Saturday, Jun. 18, 2005
Out There Takes On New Dimensions
Sometimes you experience the most extraordinary things when you least expect them.
I'd been emailing back and forth with a woman from up here before I even moved here. She was one of my news sources and impressed me as just a genuinely nice lady. Since moving here I kept in touch with her, and she invited me to attend a concert of the Payson Choral Society, where she was the accompanying pianist. Given how tiny this community is, I agreed to go but had no real expectations beyond hoping that some of these folks might be able to carry a tune, but I wanted to finally meet my email buddy. That was doubly true since the concert had been postponed for two weeks after she had a medical emergency that nearly cost her life.
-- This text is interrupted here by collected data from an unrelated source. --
//! 2048-bit log bloom filter.

use rlp::{Encodable, RlpStream};

use crate::params::Log;
use crate::util::keccak256;

const BLOOM_BYTES: usize = 256;
const BLOOM_BIT_MASK: usize = 0x7ff;

/// A 2048-bit bloom filter summarizing log addresses and topics for
/// fast negative lookup.
#[derive(Clone, Copy, PartialEq, Eq)]
pub struct LogsBloom([u8; BLOOM_BYTES]);

impl Default for LogsBloom {
    fn default() -> Self {
        LogsBloom([0u8; BLOOM_BYTES])
    }
}

impl LogsBloom {
    /// Set the three filter bits derived from the keccak-256 hash of
    /// the element.
    pub fn add(&mut self, element: &[u8]) {
        let hash = keccak256(element);
        for chunk in 0..3 {
            let (byte, bit) = Self::bit_position(hash.as_bytes(), chunk);
            self.0[byte] |= bit;
        }
    }

    /// Check whether the element might have been added. A `false`
    /// answer is definitive; `true` can be a false positive.
    pub fn contains(&self, element: &[u8]) -> bool {
        let hash = keccak256(element);
        for chunk in 0..3 {
            let (byte, bit) = Self::bit_position(hash.as_bytes(), chunk);
            if self.0[byte] & bit == 0 {
                return false;
            }
        }
        true
    }

    /// Merge another filter into this one.
    pub fn or(&mut self, other: &LogsBloom) {
        for i in 0..BLOOM_BYTES {
            self.0[i] |= other.0[i];
        }
    }

    /// Whether no bit is set.
    pub fn is_zero(&self) -> bool {
        self.0.iter().all(|byte| *byte == 0)
    }

    /// The raw 256 filter bytes.
    pub fn as_bytes(&self) -> &[u8; BLOOM_BYTES] {
        &self.0
    }

    /// Filter over an emitted log: its address and every topic.
    pub fn from_log(log: &Log) -> Self {
        let mut bloom = LogsBloom::default();
        bloom.add(log.address.as_bytes());
        for topic in &log.topics {
            bloom.add(topic.as_bytes());
        }
        bloom
    }

    /// Filter over a set of logs, the OR of the per-log filters.
    pub fn from_logs<'a, I: IntoIterator<Item = &'a Log>>(logs: I) -> Self {
        let mut bloom = LogsBloom::default();
        for log in logs {
            bloom.or(&LogsBloom::from_log(log));
        }
        bloom
    }

    /// An 11-bit slice of the hash selects one of the 2048 bits; the
    /// low three bits index within a byte, the rest select the byte
    /// from the end of the filter.
    fn bit_position(hash: &[u8], chunk: usize) -> (usize, u8) {
        let slice =
            (((hash[chunk * 2] as usize) << 8) | hash[chunk * 2 + 1] as usize) & BLOOM_BIT_MASK;
        let byte = BLOOM_BYTES - (slice >> 3) - 1;
        let bit = 1u8 << (slice % 8);
        (byte, bit)
    }
}

impl Encodable for LogsBloom {
    fn rlp_append(&self, s: &mut RlpStream) {
        s.append(&self.0.to_vec());
    }
}

impl std::fmt::Debug for LogsBloom {
    fn fmt(&self, f: &mut std::fmt::Formatter) -> std::fmt::Result {
        write!(f, "LogsBloom(0x")?;
        for byte in self.0.iter() {
            write!(f, "{:02x}", byte)?;
        }
        write!(f, ")")
    }
}

#[cfg(test)]
mod tests {
    use super::*;
    use primitive_types::{H160, H256};

    #[test]
    fn added_element_is_found() {
        let mut bloom = LogsBloom::default();
        bloom.add(b"hello");
        assert!(bloom.contains(b"hello"));
        assert!(!bloom.contains(b"world"));
    }

    #[test]
    fn or_preserves_membership() {
        let mut a = LogsBloom::default();
        a.add(b"left");
        let mut b = LogsBloom::default();
        b.add(b"right");

        let mut merged = a;
        merged.or(&b);
        assert!(merged.contains(b"left"));
        assert!(merged.contains(b"right"));
    }

    #[test]
    fn log_bloom_covers_address_and_topics(){
        let log = Log {
            address: H160::repeat_byte(0x0f),
            topics: vec![H256::repeat_byte(0xaa), H256::repeat_byte(0xbb)],
            data: vec![1, 2, 3],
        };
        let bloom = LogsBloom::from_log(&log);
        assert!(bloom.contains(log.address.as_bytes()));
        assert!(bloom.contains(log.topics[0].as_bytes()));
        assert!(bloom.contains(log.topics[1].as_bytes()));
        // Data is not part of the filter.
        assert!(!bloom.contains(&log.data));
    }

    #[test]
    fn empty_bloom_is_zero() {
        assert!(LogsBloom::default().is_zero());
    }
}
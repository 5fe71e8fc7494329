//! The frame-stack driver: runs one message call or creation to
//! completion, recursing through CALL-family and CREATE invocations.

use log::debug;
use primitive_types::{H160, U256};

use crate::errors::{FrameError, InternalError};
use crate::eval::{Machine, MachineStatus, Runtime};
use crate::memory::Memory;
use crate::params::{Context, HeaderParams, Log};
use crate::patch::Patch;
use crate::state::StateManager;
use crate::trie::Database;

/// Overall status of a VM.
#[derive(Debug, Clone)]
pub enum VMStatus {
    /// The VM is still running.
    Running,
    /// Every frame has exited; the top-level frame succeeded.
    ExitedOk,
    /// Every frame has exited; the top-level frame failed.
    ExitedErr(FrameError),
    /// A host-level failure surfaced; the execution is abandoned.
    ExitedFatal(InternalError),
}

/// A VM executing one context to completion. Sub-frames invoked by
/// the code are pushed onto an internal machine stack; each one runs
/// inside its own state checkpoint, committed on success and
/// reverted on failure. The checkpoint around the top-level frame
/// belongs to the caller; the transaction layer owns it in normal
/// operation.
pub struct ContextVM<M, P: Patch> {
    machines: Vec<Machine<M, P>>,
    runtime: Runtime,
}

impl<M: Memory + Default, P: Patch> ContextVM<M, P> {
    /// Create a new VM over the given context and block.
    pub fn new(context: Context, block: HeaderParams) -> Self {
        Self::with_runtime(context, Runtime::new(block))
    }

    /// Create a new VM with a prepared runtime, keeping any installed
    /// trace hooks.
    pub fn with_runtime(context: Context, runtime: Runtime) -> Self {
        ContextVM {
            machines: vec![Machine::new(context, 0)],
            runtime,
        }
    }

    /// The top-level frame.
    pub fn machine(&self) -> &Machine<M, P> {
        &self.machines[0]
    }

    pub(crate) fn machine_mut(&mut self) -> &mut Machine<M, P> {
        &mut self.machines[0]
    }

    /// Install a per-opcode trace hook.
    pub fn on_step<F: Fn(&crate::eval::StepRecord) + 'static>(&mut self, hook: F) {
        self.runtime.step_hooks.push(Box::new(hook));
    }

    /// Current status, as seen from the top-level frame.
    pub fn status(&self) -> VMStatus {
        match self.machines[0].status() {
            MachineStatus::Running
            | MachineStatus::InvokeCall(_, _)
            | MachineStatus::InvokeCreate(_) => VMStatus::Running,
            MachineStatus::ExitedOk => VMStatus::ExitedOk,
            MachineStatus::ExitedErr(err) => VMStatus::ExitedErr(err),
            MachineStatus::ExitedFatal(err) => VMStatus::ExitedFatal(err),
        }
    }

    /// Run a single step: one instruction of the innermost frame, or
    /// one frame push/pop transition.
    pub fn step<D: Database>(&mut self, handle: &mut StateManager<D>) {
        let status = self
            .machines
            .last()
            .expect("at least one machine is always present")
            .status();

        match status {
            MachineStatus::Running => {
                let runtime = &self.runtime;
                let machine = self.machines.last_mut().expect("checked non-empty above");
                machine.step(handle, runtime);
            }
            MachineStatus::ExitedOk | MachineStatus::ExitedErr(_) | MachineStatus::ExitedFatal(_) => {
                if self.machines.len() <= 1 {
                    return;
                }
                let finished = self.machines.pop().expect("length checked above");
                let parent = self.machines.last_mut().expect("length checked above");
                parent.apply_sub(finished, handle);
            }
            MachineStatus::InvokeCall(context, _) | MachineStatus::InvokeCreate(context) => {
                self.enter_frame(context, handle);
            }
        }
    }

    /// Drive the VM until every frame has exited. A host-level
    /// failure aborts with the error after reverting all live
    /// checkpoints.
    pub fn fire<D: Database>(&mut self, handle: &mut StateManager<D>) -> Result<(), InternalError> {
        loop {
            match self.status() {
                VMStatus::Running => self.step(handle),
                VMStatus::ExitedOk | VMStatus::ExitedErr(_) => return Ok(()),
                VMStatus::ExitedFatal(err) => return Err(err),
            }
        }
    }

    fn enter_frame<D: Database>(&mut self, context: Context, handle: &mut StateManager<D>) {
        debug!(
            target: "vm",
            "entering frame for {:?} at depth {}",
            context.address,
            self.machines.len()
        );

        handle.checkpoint();

        // Debit before credit so that a self-call sees the
        // post-transfer balance.
        let transfer = handle
            .sub_balance(context.caller, context.value)
            .and_then(|_| handle.add_balance(context.address, context.value));
        if let Err(err) = transfer {
            handle.revert();
            let machine = self.machines.last_mut().expect("invoking frame exists");
            machine.set_fatal(err.into());
            return;
        }

        let sub = self
            .machines
            .last()
            .expect("invoking frame exists")
            .derive(context);
        self.machines.push(sub);
    }

    /// Return value of the top-level frame.
    pub fn out(&self) -> &[u8] {
        self.machines[0].state().out.as_slice()
    }

    /// Gas spent by the whole execution, including memory gas.
    pub fn used_gas(&self) -> U256 {
        self.machines[0].state().total_used_gas()
    }

    /// Refund accrued by the whole execution.
    pub fn refunded_gas(&self) -> U256 {
        self.machines[0].state().refunded_gas
    }

    /// Logs emitted on the successful path.
    pub fn logs(&self) -> &[Log] {
        &self.machines[0].state().logs
    }

    /// Contracts scheduled for destruction, with their beneficiaries.
    pub fn suicides(&self) -> impl Iterator<Item = (H160, H160)> + '_ {
        self.machines[0]
            .state()
            .suicides
            .iter()
            .map(|(address, beneficiary)| (*address, *beneficiary))
    }
}
//! Write-back account cache with a snapshot stack.

use std::collections::{BTreeMap, BTreeSet};

use primitive_types::H160;

use crate::account::Account;
use crate::errors::TrieError;

/// A cached account record.
#[derive(Debug, Clone)]
pub struct CacheEntry {
    /// The account value as currently seen by the VM.
    pub account: Account,
    /// Whether the entry needs write-back on flush.
    pub modified: bool,
    /// Whether the account is considered existing. Entries
    /// materialized for an absent address start out non-existing and
    /// become existing once a write lands on them.
    pub exists: bool,
}

/// Cache of account records keyed by address. `checkpoint` pushes a
/// full snapshot of the map and the pending deletions; `revert`
/// restores it, `commit` discards it.
#[derive(Debug, Default)]
pub struct AccountCache {
    entries: BTreeMap<H160, CacheEntry>,
    deletes: BTreeSet<H160>,
    snapshots: Vec<(BTreeMap<H160, CacheEntry>, BTreeSet<H160>)>,
}

impl AccountCache {
    /// Look up a cached entry.
    pub fn get(&self, address: H160) -> Option<&CacheEntry> {
        self.entries.get(&address)
    }

    /// Return the cached entry, loading it through `load` on a miss.
    /// A load returning `None` materializes an empty, non-existing
    /// account. Loaded entries are not marked modified.
    pub fn get_or_load<F>(&mut self, address: H160, load: F) -> Result<&mut CacheEntry, TrieError>
    where
        F: FnOnce() -> Result<Option<Account>, TrieError>,
    {
        if !self.entries.contains_key(&address) {
            let entry = match load()? {
                Some(account) => CacheEntry {
                    account,
                    modified: false,
                    exists: true,
                },
                None => CacheEntry {
                    account: Account::empty(),
                    modified: false,
                    exists: false,
                },
            };
            self.entries.insert(address, entry);
        }

        Ok(self
            .entries
            .get_mut(&address)
            .expect("entry was just inserted"))
    }

    /// Replace an account, marking it dirty and existing.
    pub fn put(&mut self, address: H160, account: Account) {
        self.entries.insert(
            address,
            CacheEntry {
                account,
                modified: true,
                exists: true,
            },
        );
    }

    /// Journal an account deletion; applied on flush.
    pub fn mark_deleted(&mut self, address: H160) {
        self.deletes.insert(address);
    }

    /// Whether an address has a pending deletion.
    pub fn deleted(&self, address: H160) -> bool {
        self.deletes.contains(&address)
    }

    /// Addresses with pending deletions.
    pub fn deletions(&self) -> impl Iterator<Item = H160> + '_ {
        self.deletes.iter().copied()
    }

    /// All cached entries.
    pub fn entries(&self) -> impl Iterator<Item = (H160, &CacheEntry)> {
        self.entries.iter().map(|(address, entry)| (*address, entry))
    }

    /// All cached entries, mutably.
    pub fn entries_mut(&mut self) -> impl Iterator<Item = (H160, &mut CacheEntry)> {
        self.entries
            .iter_mut()
            .map(|(address, entry)| (*address, entry))
    }

    /// Push a snapshot of the cache.
    pub fn checkpoint(&mut self) {
        self.snapshots.push((self.entries.clone(), self.deletes.clone()));
    }

    /// Discard the latest snapshot, keeping all changes made since.
    pub fn commit(&mut self) {
        self.snapshots.pop().expect("commit without checkpoint");
    }

    /// Pop the latest snapshot, restoring the cache to the state at
    /// the matching checkpoint.
    pub fn revert(&mut self) {
        let (entries, deletes) = self.snapshots.pop().expect("revert without checkpoint");
        self.entries = entries;
        self.deletes = deletes;
    }

    /// Number of live snapshots.
    pub fn checkpoint_depth(&self) -> usize {
        self.snapshots.len()
    }

    /// Reset dirty flags and pending deletions after a flush.
    pub fn clear_flushed(&mut self) {
        for entry in self.entries.values_mut() {
            entry.modified = false;
        }
        for address in std::mem::take(&mut self.deletes) {
            self.entries.remove(&address);
        }
    }
}
//! Gas cost calculation.

use std::cmp::max;

use primitive_types::U256;

use crate::errors::TrieError;
use crate::memory::Memory;
use crate::patch::Patch;
use crate::pc::Instruction;
use crate::state::StateManager;
use crate::trie::Database;
use crate::util::u256_to_address;

use super::util::log2floor;
use super::State;

const G_ZERO: u64 = 0;
const G_BASE: u64 = 2;
const G_VERYLOW: u64 = 3;
const G_LOW: u64 = 5;
const G_MID: u64 = 8;
const G_HIGH: u64 = 10;
const G_JUMPDEST: u64 = 1;
const G_SSET: u64 = 20000;
const G_SRESET: u64 = 5000;
const R_SCLEAR: u64 = 15000;
const R_SUICIDE: u64 = 24000;
const G_CREATE: u64 = 32000;
const G_CODEDEPOSIT: u64 = 200;
const G_CALLVALUE: u64 = 9000;
const G_CALLSTIPEND: u64 = 2300;
const G_NEWACCOUNT: u64 = 25000;
const G_EXP: u64 = 10;
const G_MEMORY: u64 = 3;
const G_QUADCOEF: u64 = 512;
const G_LOG: u64 = 375;
const G_LOGDATA: u64 = 8;
const G_LOGTOPIC: u64 = 375;
const G_SHA3: u64 = 30;
const G_SHA3WORD: u64 = 6;
const G_COPY: u64 = 3;
const G_BLOCKHASH: u64 = 20;

fn sstore_cost<M: Memory, D: Database>(
    state: &State<M>,
    handle: &mut StateManager<D>,
) -> Result<U256, TrieError> {
    let index = state.stack.peek(0).unwrap();
    let value = state.stack.peek(1).unwrap();
    let address = state.context.address;

    if value != U256::zero() && handle.get_storage(address, index)? == U256::zero() {
        Ok(G_SSET.into())
    } else {
        Ok(G_SRESET.into())
    }
}

fn call_cost<M: Memory, P: Patch, D: Database>(
    instruction: Instruction,
    state: &State<M>,
    handle: &mut StateManager<D>,
) -> Result<U256, TrieError> {
    Ok(P::gas_call() + xfer_cost(instruction, state) + new_cost(instruction, state, handle)?)
}

fn xfer_cost<M: Memory>(instruction: Instruction, state: &State<M>) -> U256 {
    if instruction == Instruction::CALL || instruction == Instruction::CALLCODE {
        let value = state.stack.peek(2).unwrap();
        if value != U256::zero() {
            return G_CALLVALUE.into();
        }
    }
    U256::zero()
}

fn new_cost<M: Memory, D: Database>(
    instruction: Instruction,
    state: &State<M>,
    handle: &mut StateManager<D>,
) -> Result<U256, TrieError> {
    if instruction == Instruction::CALL {
        let address = u256_to_address(state.stack.peek(1).unwrap());
        let value = state.stack.peek(2).unwrap();
        if value != U256::zero() && handle.account_dead(address)? {
            return Ok(G_NEWACCOUNT.into());
        }
    }
    Ok(U256::zero())
}

fn word_count(len: U256) -> U256 {
    let wordd = len / U256::from(32u64);
    let wordr = len % U256::from(32u64);
    if wordr == U256::zero() {
        wordd
    } else {
        wordd + U256::one()
    }
}

fn memory_expand(current: U256, from: U256, len: U256) -> U256 {
    if len == U256::zero() {
        return current;
    }

    max(current, word_count(from.saturating_add(len)))
}

/// Gas charged when depositing created-contract code.
pub fn code_deposit_gas(len: usize) -> U256 {
    U256::from(G_CODEDEPOSIT) * U256::from(len)
}

/// The flat cost of a CALL-family or CREATE instruction. This is all
/// a frame pays when the invocation short-circuits on depth or
/// balance without a child frame ever existing; the transfer and
/// new-account surcharges apply only to calls that actually enter
/// code.
pub fn invoke_base_cost<P: Patch>(instruction: Instruction) -> U256 {
    match instruction {
        Instruction::CREATE => G_CREATE.into(),
        _ => P::gas_call(),
    }
}

/// Gas owed for a given memory high-water mark, measured in words.
pub fn memory_gas(words: U256) -> U256 {
    U256::from(G_MEMORY)
        .saturating_mul(words)
        .saturating_add(words.saturating_mul(words) / U256::from(G_QUADCOEF))
}

/// New memory high-water mark after the instruction, in words. The
/// mark never decreases; zero-length accesses do not expand.
pub fn memory_cost<M: Memory>(instruction: Instruction, state: &State<M>) -> U256 {
    let stack = &state.stack;

    let current = state.memory_cost;
    match instruction {
        Instruction::SHA3 | Instruction::RETURN | Instruction::LOG(_) => {
            let from = stack.peek(0).unwrap();
            let len = stack.peek(1).unwrap();
            memory_expand(current, from, len)
        }
        Instruction::CODECOPY | Instruction::CALLDATACOPY => {
            let from = stack.peek(0).unwrap();
            let len = stack.peek(2).unwrap();
            memory_expand(current, from, len)
        }
        Instruction::EXTCODECOPY => {
            let from = stack.peek(1).unwrap();
            let len = stack.peek(3).unwrap();
            memory_expand(current, from, len)
        }
        Instruction::MLOAD | Instruction::MSTORE => {
            let from = stack.peek(0).unwrap();
            memory_expand(current, from, U256::from(32u64))
        }
        Instruction::MSTORE8 => {
            let from = stack.peek(0).unwrap();
            memory_expand(current, from, U256::one())
        }
        Instruction::CREATE => {
            let from = stack.peek(1).unwrap();
            let len = stack.peek(2).unwrap();
            memory_expand(current, from, len)
        }
        Instruction::CALL | Instruction::CALLCODE => {
            let in_from = stack.peek(3).unwrap();
            let in_len = stack.peek(4).unwrap();
            let out_from = stack.peek(5).unwrap();
            let out_len = stack.peek(6).unwrap();
            memory_expand(memory_expand(current, in_from, in_len), out_from, out_len)
        }
        Instruction::DELEGATECALL => {
            let in_from = stack.peek(2).unwrap();
            let in_len = stack.peek(3).unwrap();
            let out_from = stack.peek(4).unwrap();
            let out_len = stack.peek(5).unwrap();
            memory_expand(memory_expand(current, in_from, in_len), out_from, out_len)
        }
        _ => current,
    }
}

/// Gas charged for the instruction itself, before memory expansion.
pub fn gas_cost<M: Memory, P: Patch, D: Database>(
    instruction: Instruction,
    state: &State<M>,
    handle: &mut StateManager<D>,
) -> Result<U256, TrieError> {
    Ok(match instruction {
        Instruction::CALL | Instruction::CALLCODE | Instruction::DELEGATECALL => {
            call_cost::<M, P, D>(instruction, state, handle)?
        }
        Instruction::SUICIDE => P::gas_suicide(),
        Instruction::SSTORE => sstore_cost(state, handle)?,

        Instruction::SHA3 => {
            let len = state.stack.peek(1).unwrap();
            U256::from(G_SHA3).saturating_add(U256::from(G_SHA3WORD).saturating_mul(word_count(len)))
        }

        Instruction::LOG(v) => {
            let len = state.stack.peek(1).unwrap();
            U256::from(G_LOG)
                .saturating_add(U256::from(G_LOGDATA).saturating_mul(len))
                .saturating_add(U256::from(G_LOGTOPIC) * U256::from(v))
        }

        Instruction::EXTCODECOPY => {
            let len = state.stack.peek(3).unwrap();
            P::gas_extcode().saturating_add(U256::from(G_COPY).saturating_mul(word_count(len)))
        }

        Instruction::CALLDATACOPY | Instruction::CODECOPY => {
            let len = state.stack.peek(2).unwrap();
            U256::from(G_VERYLOW).saturating_add(U256::from(G_COPY).saturating_mul(word_count(len)))
        }

        Instruction::EXP => {
            let exponent = state.stack.peek(1).unwrap();
            if exponent == U256::zero() {
                U256::from(G_EXP)
            } else {
                U256::from(G_EXP)
                    + P::gas_expbyte() * (U256::one() + U256::from(log2floor(exponent) / 8))
            }
        }

        Instruction::CREATE => G_CREATE.into(),
        Instruction::JUMPDEST => G_JUMPDEST.into(),
        Instruction::SLOAD => P::gas_sload(),

        // W_zero
        Instruction::STOP | Instruction::RETURN => G_ZERO.into(),

        // W_base
        Instruction::ADDRESS
        | Instruction::ORIGIN
        | Instruction::CALLER
        | Instruction::CALLVALUE
        | Instruction::CALLDATASIZE
        | Instruction::CODESIZE
        | Instruction::GASPRICE
        | Instruction::COINBASE
        | Instruction::TIMESTAMP
        | Instruction::NUMBER
        | Instruction::DIFFICULTY
        | Instruction::GASLIMIT
        | Instruction::POP
        | Instruction::PC
        | Instruction::MSIZE
        | Instruction::GAS => G_BASE.into(),

        // W_verylow
        Instruction::ADD
        | Instruction::SUB
        | Instruction::NOT
        | Instruction::LT
        | Instruction::GT
        | Instruction::SLT
        | Instruction::SGT
        | Instruction::EQ
        | Instruction::ISZERO
        | Instruction::AND
        | Instruction::OR
        | Instruction::XOR
        | Instruction::BYTE
        | Instruction::CALLDATALOAD
        | Instruction::MLOAD
        | Instruction::MSTORE
        | Instruction::MSTORE8
        | Instruction::PUSH(_)
        | Instruction::DUP(_)
        | Instruction::SWAP(_) => G_VERYLOW.into(),

        // W_low
        Instruction::MUL
        | Instruction::DIV
        | Instruction::SDIV
        | Instruction::MOD
        | Instruction::SMOD
        | Instruction::SIGNEXTEND => G_LOW.into(),

        // W_mid
        Instruction::ADDMOD | Instruction::MULMOD | Instruction::JUMP => G_MID.into(),

        // W_high
        Instruction::JUMPI => G_HIGH.into(),

        Instruction::EXTCODESIZE => P::gas_extcode(),
        Instruction::BALANCE => P::gas_balance(),
        Instruction::BLOCKHASH => G_BLOCKHASH.into(),
    })
}

/// Stipend granted to the callee (and, transiently, to the caller's
/// budget) when a CALL or CALLCODE transfers nonzero value.
pub fn gas_stipend<M: Memory>(instruction: Instruction, state: &State<M>) -> U256 {
    match instruction {
        Instruction::CALL | Instruction::CALLCODE => {
            let value = state.stack.peek(2).unwrap();

            if value != U256::zero() {
                G_CALLSTIPEND.into()
            } else {
                U256::zero()
            }
        }
        _ => U256::zero(),
    }
}

/// Refund accrued by the instruction: storage clears and
/// self-destructs.
pub fn gas_refund<M: Memory, D: Database>(
    instruction: Instruction,
    state: &State<M>,
    handle: &mut StateManager<D>,
) -> Result<U256, TrieError> {
    match instruction {
        Instruction::SSTORE => {
            let index = state.stack.peek(0).unwrap();
            let value = state.stack.peek(1).unwrap();
            let address = state.context.address;

            if value == U256::zero() && handle.get_storage(address, index)? != U256::zero() {
                Ok(R_SCLEAR.into())
            } else {
                Ok(U256::zero())
            }
        }
        Instruction::SUICIDE => {
            if state.suicides.contains_key(&state.context.address) {
                Ok(U256::zero())
            } else {
                Ok(R_SUICIDE.into())
            }
        }
        _ => Ok(U256::zero()),
    }
}
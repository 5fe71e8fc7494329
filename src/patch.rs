//! Patch of a VM, pinning the hard-fork rules in force.

use primitive_types::U256;

/// Block-range specific VM behavior. All implementations here are
/// zero-sized; the methods are compile-time constants for the fork in
/// question.
pub trait Patch {
    /// Limit of the call stack.
    fn callstack_limit() -> usize;
    /// Maximum size of deployed contract code, if any.
    fn code_deposit_limit() -> Option<usize>;
    /// Maximum size of the memory, in bytes.
    fn memory_limit() -> usize;
    /// Gas paid for EXTCODESIZE and EXTCODECOPY.
    fn gas_extcode() -> U256;
    /// Gas paid for the BALANCE opcode.
    fn gas_balance() -> U256;
    /// Gas paid for the SLOAD opcode.
    fn gas_sload() -> U256;
    /// Gas paid for the SUICIDE opcode.
    fn gas_suicide() -> U256;
    /// Gas paid for the CALL opcode.
    fn gas_call() -> U256;
    /// Gas paid per byte of the EXP exponent.
    fn gas_expbyte() -> U256;
    /// Gas paid on top of the base fee by a contract-creation
    /// transaction.
    fn gas_transaction_create() -> U256;
    /// Whether an out-of-gas code deposit stores empty code instead
    /// of failing the creation.
    fn force_code_deposit() -> bool;
    /// Whether the DELEGATECALL opcode exists.
    fn has_delegate_call() -> bool;
    /// Whether a child call receives at most 63/64 of the remaining
    /// gas.
    fn call_create_l64_after_gas() -> bool;
}

/// The Homestead rules.
#[derive(Debug, Default, Copy, Clone)]
pub struct HomesteadPatch;

#[rustfmt::skip]
impl Patch for HomesteadPatch {
    fn callstack_limit() -> usize { 1024 }
    fn code_deposit_limit() -> Option<usize> { Some(24576) }
    fn memory_limit() -> usize { usize::MAX }
    fn gas_extcode() -> U256 { U256([20, 0, 0, 0]) }
    fn gas_balance() -> U256 { U256([20, 0, 0, 0]) }
    fn gas_sload() -> U256 { U256([50, 0, 0, 0]) }
    fn gas_suicide() -> U256 { U256::zero() }
    fn gas_call() -> U256 { U256([40, 0, 0, 0]) }
    fn gas_expbyte() -> U256 { U256([10, 0, 0, 0]) }
    fn gas_transaction_create() -> U256 { U256([32000, 0, 0, 0]) }
    fn force_code_deposit() -> bool { false }
    fn has_delegate_call() -> bool { true }
    fn call_create_l64_after_gas() -> bool { true }
}

/// The Frontier rules.
#[derive(Debug, Default, Copy, Clone)]
pub struct FrontierPatch;

#[rustfmt::skip]
impl Patch for FrontierPatch {
    fn callstack_limit() -> usize { 1024 }
    fn code_deposit_limit() -> Option<usize> { None }
    fn memory_limit() -> usize { usize::MAX }
    fn gas_extcode() -> U256 { U256([20, 0, 0, 0]) }
    fn gas_balance() -> U256 { U256([20, 0, 0, 0]) }
    fn gas_sload() -> U256 { U256([50, 0, 0, 0]) }
    fn gas_suicide() -> U256 { U256::zero() }
    fn gas_call() -> U256 { U256([40, 0, 0, 0]) }
    fn gas_expbyte() -> U256 { U256([10, 0, 0, 0]) }
    fn gas_transaction_create() -> U256 { U256::zero() }
    fn force_code_deposit() -> bool { true }
    fn has_delegate_call() -> bool { false }
    fn call_create_l64_after_gas() -> bool { false }
}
News flash: for a teeny community, this bunch is nothing short of amazing. They're an all-volunteer choir and organized into a non-profit organization that provides music-related scholarships to local young people every year. I was immensely impressed all the way around.
There are a couple of the singers who could probably be pro if they chose. Beautiful voices...
The two youngest scholarship recipients from this year also performed. There was an 11-year-old girl and a 13-year-old boy, both outstanding. I took photos but given that I was sitting near the back in a pretty fair-sized auditorium, they're not the clearest you'll ever see. The ones of the little girl didn't come out at ALL.
I was invited to audition and I am going for it. Auditions are this coming Monday (they are only held once a quarter or thereabouts, from what I understand.) I am looking forward to singing with a group again. I didn't realize how much I missed it until tonight, in fact.
Yes, I CAN sing, and can read and write music. I haven't attempted to write anything in eons, granted, but the ability is there. I took music theory and am pretty good at sight-reading, or at least I used to be.
Sarah (my online-now-real-life friend) was thrilled to see me but I was NOT thrilled to learn that she only barely made it through the concert without collapsing. I talked to her briefly after the concert. She also introduced me to the mayor, who was standing next to me at the time (though I didn't have a clue until then.)
As it turns out, though Sarah is going to see some specialists for more tests, because she hasn't fully recoverd two weeks after the fact. Supposedly the original problem was a bad reaction to medication. If that was truly the situation I think two weeks would be adequate recovery time UNLESS the reaction created some kind of major damage caused by the reaction. I hope that isn't the case!
Today did the headache thing again but of all things candy put an end to it. I'm beginning to wonder if I might not be borderline diabetic. If so, though, the Atkins diet should help, not hurt. I have diabetic friends who have actually controlled their disease through Atkins. So I don't know what to make of it. I just know that aspirin and other pain meds have no effect - but a sugar rush killed the headache in a matter of minutes.
I really want to shed the weight, so this is awfully frustrating. I know I have sugar cravings but they aren't normally to the degree I had today. I picked up a package of hot tamale candies from Walgreens and scarfed them down, diet be damned. It wasn't ten minutes until the headache was gone completely.
Hmm... now that I think of it though, there is another explanation. With the candies I downed a good-sized bottle of water. I looked it up to double check, and dehydration is known to trigger migraines and other headaches. So the sugar I could've done without but apparently I need to drink way more water. I just put a gallon of bottled water in the fridge to cool; guess it's time for me to start hitting the bottle - of water.
It's late and I'm exhausted, but it was a relatively productive day, I think. I did something really insane, though: I signed onto one of those online dating services. I am a little leery but all of my kids met their S/O online and I know several other people who did, too. I figure I have nothing to lose as long as I keep my wits about me. I didn't put down my permanant cell number; I used the old, "throwaway" cell number so if somebody's a jerk they'll go bye-bye in just a few days. If I should hit it off with someone I'll give them the real number.
I dunno how many guys lied about their profile but I did NOT lie about mine. So at least if some guy contacts me (and at least three have sent messages) they already know I'm not model material, nor even close.
Well it's ridiculously late and I'm beat, so I'm signing off and calling it a night.
Michael, I'm sorry I kept you up so late last night. Hopefully you got a chance to cat-nap today sometime. I know I didn't get to work when I originally planned. (Y'all can insert a guilty look about now.) But I DID go in and get my work done, anyway.
Before - After
In the grander scheme of things, no soul can truly be replaced. Each one of us has a place in the universal tapestry. We each contribute our own color and texture. When one thread is snipped too soon, it distorts all the threads around it. Other lives can unravel and tear. If the wrong thread is ripped away, the whole fabric of life becomes dangerously fragile.